Waist Down
/Photo from Style.com
A store may seem like an unlikely location for a fashion exhibition, but for the past several weeks the Prada Epicenter in Soho has transformed itself into a quasi-museum like environment, displaying a retrospective of Miuccia Prada’s skirts (the exhibition closes tomorrow). Stores, more specifically department stores, have a history of displaying fine art among the more quotidian purchasable goods as it was common practice in the nineteenth-century to transform a hall of commerce into a kunsthalle.
However, entering the Prada Epicenter is a bit disorienting. One’s not sure what’s on display and what’s for sale. But then again those items on “exhibition” were also for sale at on time or another. One supposes that’s the problem when the “designer who’s done more for putting women in skirts than any other contemporary designer” mounts her own retrospective. Perhaps, the exhibition would have felt less like an advertisement if other skirts from other designers were included.
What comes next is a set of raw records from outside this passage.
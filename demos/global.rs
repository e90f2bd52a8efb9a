use regionalloc::Allocator;

#[global_allocator]
static ALLOCATOR: Allocator = Allocator::new();

fn main() {
    let v: Vec<u32> = (0..16).collect();
    println!("{v:?}");
}
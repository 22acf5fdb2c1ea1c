/// Video file reader built on a GStreamer decoding pipeline.
pub mod video;

pub use crate::gstreamer::video::VideoReader;

/// Initialize GStreamer once per process.
pub(crate) fn ensure_init() -> Result<(), crate::StreamCaptureError> {
    // make sure that we do not initialize gstreamer several times
    if !gstreamer::INITIALIZED.load(std::sync::atomic::Ordering::Relaxed) {
        gstreamer::init()?;
    }
    Ok(())
}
But one can’t help but marvel at the sheer beauty of the displays. Skirts become artfully camouflaged wallpaper when mounted on uninterrupted yardage of the same textile. Skirts playfully twirl and kick, begging the viewer to come and pet them, something one can never do in a museum. Bug-eyed magnifying glasses emphasize tiny metal knife and fork appliqués on one skirt and crystal embroidery on another. One walks away confounded, wondering if Prada’s determination to turn clothing into exhibition-worthy art is obnoxiously pretentious or refreshing.